INFORMATION PROVIDED:
★ ★ ★ ★ ★
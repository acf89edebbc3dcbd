//! Audible feedback device.

use embedded_hal::digital::OutputPin;

/// Length of one buzzer duration unit.
pub const BUZZER_UNIT_MS: u32 = 100;

/// Something that can beep for a while.
pub trait Buzzer {
    /// Sound for `units` * [`BUZZER_UNIT_MS`]; `0` silences immediately.
    fn set(&mut self, units: u16, now_ms: u32);

    /// Remaining alarm time, 0 when silent.
    fn remaining_ms(&self, now_ms: u32) -> u32;

    /// Advance timers; called once per poll tick.
    fn poll(&mut self, _now_ms: u32) {}
}

/// Placeholder for builds without a buzzer.
#[derive(Debug, Default, Clone, Copy)]
pub struct NoBuzzer;

impl Buzzer for NoBuzzer {
    fn set(&mut self, _units: u16, _now_ms: u32) {}

    fn remaining_ms(&self, _now_ms: u32) -> u32 {
        0
    }
}

/// Active-low buzzer on a GPIO: LOW while sounding, HIGH when idle.
pub struct PinBuzzer<P> {
    pin: P,
    alarm_end_ms: Option<u32>,
}

impl<P: OutputPin> PinBuzzer<P> {
    pub fn new(mut pin: P) -> Self {
        if pin.set_high().is_err() {
            log::warn!("[BUZ] unable to idle buzzer pin");
        }
        Self {
            pin,
            alarm_end_ms: None,
        }
    }

    pub fn is_on(&self) -> bool {
        self.alarm_end_ms.is_some()
    }

    fn silence(&mut self) {
        self.alarm_end_ms = None;
        if self.pin.set_high().is_err() {
            log::warn!("[BUZ] unable to release buzzer pin");
        }
    }
}

impl<P: OutputPin> Buzzer for PinBuzzer<P> {
    fn set(&mut self, units: u16, now_ms: u32) {
        if units == 0 {
            self.silence();
            return;
        }
        let duration = u32::from(units) * BUZZER_UNIT_MS;
        self.alarm_end_ms = Some(now_ms.wrapping_add(duration));
        log::debug!("[BUZ] alarm on for {}ms", duration);
        if self.pin.set_low().is_err() {
            log::warn!("[BUZ] unable to drive buzzer pin");
        }
    }

    fn remaining_ms(&self, now_ms: u32) -> u32 {
        match self.alarm_end_ms {
            Some(end) => {
                let left = end.wrapping_sub(now_ms);
                // past the deadline wraps to a huge value
                if left > i32::MAX as u32 {
                    0
                } else {
                    left
                }
            }
            None => 0,
        }
    }

    fn poll(&mut self, now_ms: u32) {
        if self.alarm_end_ms.is_some() && self.remaining_ms(now_ms) == 0 {
            log::debug!("[BUZ] alarm off");
            self.silence();
        }
    }
}

#[cfg(test)]
mod tests {
    use super::*;
    use crate::mock::MockOutputPin;

    #[test]
    fn beep_runs_for_units_of_100ms() {
        let pin = MockOutputPin::new();
        let mut buzzer = PinBuzzer::new(pin.clone());
        assert!(pin.is_high());

        buzzer.set(10, 1_000);
        assert!(pin.is_low());
        assert_eq!(buzzer.remaining_ms(1_000), 1_000);
        assert_eq!(buzzer.remaining_ms(1_400), 600);

        buzzer.poll(1_999);
        assert!(buzzer.is_on());
        buzzer.poll(2_000);
        assert!(!buzzer.is_on());
        assert!(pin.is_high());
        assert_eq!(buzzer.remaining_ms(2_500), 0);
    }

    #[test]
    fn zero_duration_cancels() {
        let pin = MockOutputPin::new();
        let mut buzzer = PinBuzzer::new(pin.clone());
        buzzer.set(5, 0);
        buzzer.set(0, 10);
        assert!(!buzzer.is_on());
        assert!(pin.is_high());
    }

    #[test]
    fn late_poll_still_silences() {
        let pin = MockOutputPin::new();
        let mut buzzer = PinBuzzer::new(pin.clone());
        buzzer.set(1, u32::MAX - 50);
        assert_eq!(buzzer.remaining_ms(u32::MAX - 50), 100);
        buzzer.poll(500);
        assert!(!buzzer.is_on());
    }
}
★ ★ ★ ★ ★
ASSIGNMENT: Take the records above and write each one out again exactly.

REPLY TO THE EXERCISE:
repository acf89edebbc3dcbd
//! Audible feedback device.

use embedded_hal::digital::OutputPin;

/// Length of one buzzer duration unit.
pub const BUZZER_UNIT_MS: u32 = 100;

/// Something that can beep for a while.
pub trait Buzzer {
    /// Sound for `units` * [`BUZZER_UNIT_MS`]; `0` silences immediately.
    fn set(&mut self, units: u16, now_ms: u32);

    /// Remaining alarm time, 0 when silent.
    fn remaining_ms(&self, now_ms: u32) -> u32;

    /// Advance timers; called once per poll tick.
    fn poll(&mut self, _now_ms: u32) {}
}

/// Placeholder for builds without a buzzer.
#[derive(Debug, Default, Clone, Copy)]
pub struct NoBuzzer;

impl Buzzer for NoBuzzer {
    fn set(&mut self, _units: u16, _now_ms: u32) {}

    fn remaining_ms(&self, _now_ms: u32) -> u32 {
        0
    }
}

/// Active-low buzzer on a GPIO: LOW while sounding, HIGH when idle.
pub struct PinBuzzer<P> {
    pin: P,
    alarm_end_ms: Option<u32>,
}

impl<P: OutputPin> PinBuzzer<P> {
    pub fn new(mut pin: P) -> Self {
        if pin.set_high().is_err() {
            log::warn!("[BUZ] unable to idle buzzer pin");
        }
        Self {
            pin,
            alarm_end_ms: None,
        }
    }

    pub fn is_on(&self) -> bool {
        self.alarm_end_ms.is_some()
    }

    fn silence(&mut self) {
        self.alarm_end_ms = None;
        if self.pin.set_high().is_err() {
            log::warn!("[BUZ] unable to release buzzer pin");
        }
    }
}

impl<P: OutputPin> Buzzer for PinBuzzer<P> {
    fn set(&mut self, units: u16, now_ms: u32) {
        if units == 0 {
            self.silence();
            return;
        }
        let duration = u32::from(units) * BUZZER_UNIT_MS;
        self.alarm_end_ms = Some(now_ms.wrapping_add(duration));
        log::debug!("[BUZ] alarm on for {}ms", duration);
        if self.pin.set_low().is_err() {
            log::warn!("[BUZ] unable to drive buzzer pin");
        }
    }

    fn remaining_ms(&self, now_ms: u32) -> u32 {
        match self.alarm_end_ms {
            Some(end) => {
                let left = end.wrapping_sub(now_ms);
                // past the deadline wraps to a huge value
                if left > i32::MAX as u32 {
                    0
                } else {
                    left
                }
            }
            None => 0,
        }
    }

    fn poll(&mut self, now_ms: u32) {
        if self.alarm_end_ms.is_some() && self.remaining_ms(now_ms) == 0 {
            log::debug!("[BUZ] alarm off");
            self.silence();
        }
    }
}

#[cfg(test)]
mod tests {
    use super::*;
    use crate::mock::MockOutputPin;

    #[test]
    fn beep_runs_for_units_of_100ms() {
        let pin = MockOutputPin::new();
        let mut buzzer = PinBuzzer::new(pin.clone());
        assert!(pin.is_high());

        buzzer.set(10, 1_000);
        assert!(pin.is_low());
        assert_eq!(buzzer.remaining_ms(1_000), 1_000);
        assert_eq!(buzzer.remaining_ms(1_400), 600);

        buzzer.poll(1_999);
        assert!(buzzer.is_on());
        buzzer.poll(2_000);
        assert!(!buzzer.is_on());
        assert!(pin.is_high());
        assert_eq!(buzzer.remaining_ms(2_500), 0);
    }

    #[test]
    fn zero_duration_cancels() {
        let pin = MockOutputPin::new();
        let mut buzzer = PinBuzzer::new(pin.clone());
        buzzer.set(5, 0);
        buzzer.set(0, 10);
        assert!(!buzzer.is_on());
        assert!(pin.is_high());
    }

    #[test]
    fn late_poll_still_silences() {
        let pin = MockOutputPin::new();
        let mut buzzer = PinBuzzer::new(pin.clone());
        buzzer.set(1, u32::MAX - 50);
        assert_eq!(buzzer.remaining_ms(u32::MAX - 50), 100);
        buzzer.poll(500);
        assert!(!buzzer.is_on());
    }
}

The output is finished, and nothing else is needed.